Venturas y desventuras del Manitas VII

El Nacimiento

 

Llovía sin cesar, se diría que torrencialmente. Nuestro personaje Silvestre “El Manitas”, desde su asiento detrás de su viejo mostrador, observaba el chapotear del agua sobre el acerado y como el husillo de enfrente, tragaba sin cesar el agua como si fuera un gigante sediento. Se coló en el tienducho de repente, llegaba mojado como una sopa. Se quitó la pelliza que le tapaba la cabeza como protección de la lluvia y apareció el rostro sonriente de Galano, que sin más comento:

Llueve más que cuando enterraron a Bigotei.

Eres lo que no hay Galano, no podrías haber esperado a que escampara.
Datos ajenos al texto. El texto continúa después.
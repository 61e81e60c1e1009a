//! Explicit simulation state owned by the frame driver.

use engine_core::{Camera, SimulationClock, DISPLAY_YEAR_LENGTH};
use glam::{Vec2, Vec3};
use rand::Rng;
use std::collections::VecDeque;
use std::time::Duration;

use crate::body::Body;
use crate::catalog::{BodyCatalog, BodyId};
use crate::events::SelectionEvent;
use crate::focus::{FocusState, FocusStateMachine, FollowEasing, DEFAULT_FOLLOW_OFFSET};
use crate::integrator::OrbitalIntegrator;
use crate::pick::{Hover, PickController};
use crate::scene::{FrameView, SceneSink};

/// Startup knobs for the core.
#[derive(Debug, Clone)]
pub struct SimulationSettings {
    /// Initial global orbit speed multiplier.
    pub speed_multiplier: f32,
    pub follow_offset: Vec3,
    pub follow_easing: FollowEasing,
    /// Year length of the day counter display.
    pub year_length: u32,
}

impl Default for SimulationSettings {
    fn default() -> Self {
        Self {
            speed_multiplier: 0.5,
            follow_offset: DEFAULT_FOLLOW_OFFSET,
            follow_easing: FollowEasing::default(),
            year_length: DISPLAY_YEAR_LENGTH,
        }
    }
}

/// Everything the per-frame sequence touches.
pub struct SimulationState {
    catalog: BodyCatalog,
    bodies: Vec<Body>,
    clock: SimulationClock,
    integrator: OrbitalIntegrator,
    picker: PickController,
    focus: FocusStateMachine,
    camera: Camera,
    pointer: Option<Vec2>,
    events: VecDeque<SelectionEvent>,
    year_length: u32,
}

impl SimulationState {
    /// Build runtime bodies from a validated catalog, drawing initial phases from `rng`.
    pub fn new<R: Rng + ?Sized>(catalog: BodyCatalog, camera: Camera, settings: SimulationSettings, rng: &mut R) -> Self {
        let star = Body::star(catalog.star());
        let star_position = star.position();
        let mut bodies = Vec::with_capacity(catalog.body_count());
        bodies.push(star);
        bodies.extend(catalog.planets().iter().map(|p| Body::planet(p, star_position, rng)));

        log::info!(
            "Simulation ready: {} bodies around {}, speed x{}",
            bodies.len(),
            catalog.star_id(),
            settings.speed_multiplier
        );

        Self {
            catalog,
            bodies,
            clock: SimulationClock::new(settings.speed_multiplier),
            integrator: OrbitalIntegrator::new(),
            picker: PickController::new(),
            focus: FocusStateMachine::new(settings.follow_offset, settings.follow_easing),
            camera,
            pointer: None,
            events: VecDeque::new(),
            year_length: settings.year_length,
        }
    }

    pub fn catalog(&self) -> &BodyCatalog {
        &self.catalog
    }

    pub fn bodies(&self) -> &[Body] {
        &self.bodies
    }

    pub fn body(&self, id: &BodyId) -> Option<&Body> {
        self.bodies.iter().find(|body| &body.id == id)
    }

    pub fn clock(&self) -> &SimulationClock {
        &self.clock
    }

    pub fn camera(&self) -> &Camera {
        &self.camera
    }

    /// Camera access for the navigation collaborator (drag/zoom while free).
    pub fn camera_mut(&mut self) -> &mut Camera {
        &mut self.camera
    }

    pub fn focus(&self) -> &FocusState {
        self.focus.state()
    }

    pub fn hover(&self) -> &Hover {
        self.picker.hover()
    }

    /// Latest pointer position in NDC, or `None` when the pointer is off the canvas.
    pub fn set_pointer_ndc(&mut self, ndc: Option<Vec2>) {
        self.pointer = ndc;
    }

    pub fn set_speed_multiplier(&mut self, value: f32) {
        self.clock.set_speed_multiplier(value);
    }

    /// Queue a selection event for the next frame.
    pub fn push_event(&mut self, event: SelectionEvent) {
        self.events.push_back(event);
    }

    /// Run one frame with an explicit delta: clock, integrate, pick,
    /// selection, camera follow, present.
    pub fn frame<S: SceneSink>(&mut self, delta: Duration, sink: &mut S) {
        let dt = self.clock.advance(delta);
        self.run_frame(dt, sink);
    }

    /// Run one frame timed by the wall clock since the previous call.
    pub fn frame_realtime<S: SceneSink>(&mut self, sink: &mut S) {
        let dt = self.clock.tick();
        self.run_frame(dt, sink);
    }

    fn run_frame<S: SceneSink>(&mut self, dt: f32, sink: &mut S) {
        self.integrator
            .step(&mut self.bodies, dt, self.clock.speed_multiplier());

        sink.sync_bodies(&self.bodies);
        let pickables = sink.pickables();
        let hover = self.picker.update(&self.camera, self.pointer, &pickables).clone();
        sink.set_hovered(&hover);

        let before = self.focus.state().clone();
        while let Some(event) = self.events.pop_front() {
            self.apply_event(event, &hover);
        }
        let focus = self.focus.state();
        if *focus != before {
            let info = focus.target().and_then(|id| self.catalog.get(id)).map(|body| &body.info);
            sink.focus_changed(focus, info);
        }

        let camera_followed = self.focus.update(&mut self.camera, &self.bodies, dt);

        sink.present(&FrameView {
            frame: self.clock.frame_count(),
            camera: &self.camera,
            focus: self.focus.state(),
            hover: &hover,
            day: self.clock.day_counter(self.year_length),
            camera_followed,
        });
    }

    fn apply_event(&mut self, event: SelectionEvent, hover: &Hover) {
        match event {
            SelectionEvent::SelectBody(id) => {
                self.focus.select_body(&self.catalog, &id);
            }
            SelectionEvent::SelectStar => {
                self.focus.select_star(&self.catalog);
            }
            SelectionEvent::FreeMovement => self.focus.clear(),
            SelectionEvent::Click => {
                self.focus.click(&self.catalog, hover.hovered());
            }
        }
    }
}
Anda entra a la trastienda y cámbiate con la ropa que tengo de trabajo.

Así lo hizo, no sin antes responderle:

Es que traigo buenas noticias y no quería esperar, pero bueno ahora te cuento.

Galano salió de la trastienda transformado con un mono y un jersey militar algo apolillado y aunque las ropas no eran de las más vistosas servían para tener el cuerpo seco.

Colega la buena noticia es que don Dionisio nos ha contratado para montarle a su hijo el “señorito” Miguel el nacimiento de todos los años, naturalmente tú te encargarás de la parte eléctrica, tú sabes (repetía las cosas una y otra vez) que paga bien y además no podemos olvidar las meriendas de esos días, buen jamón, buen vinillo y como postre los pestiños que hace la chacha que son “in supris” (esto lo decía él a las cosas superiores).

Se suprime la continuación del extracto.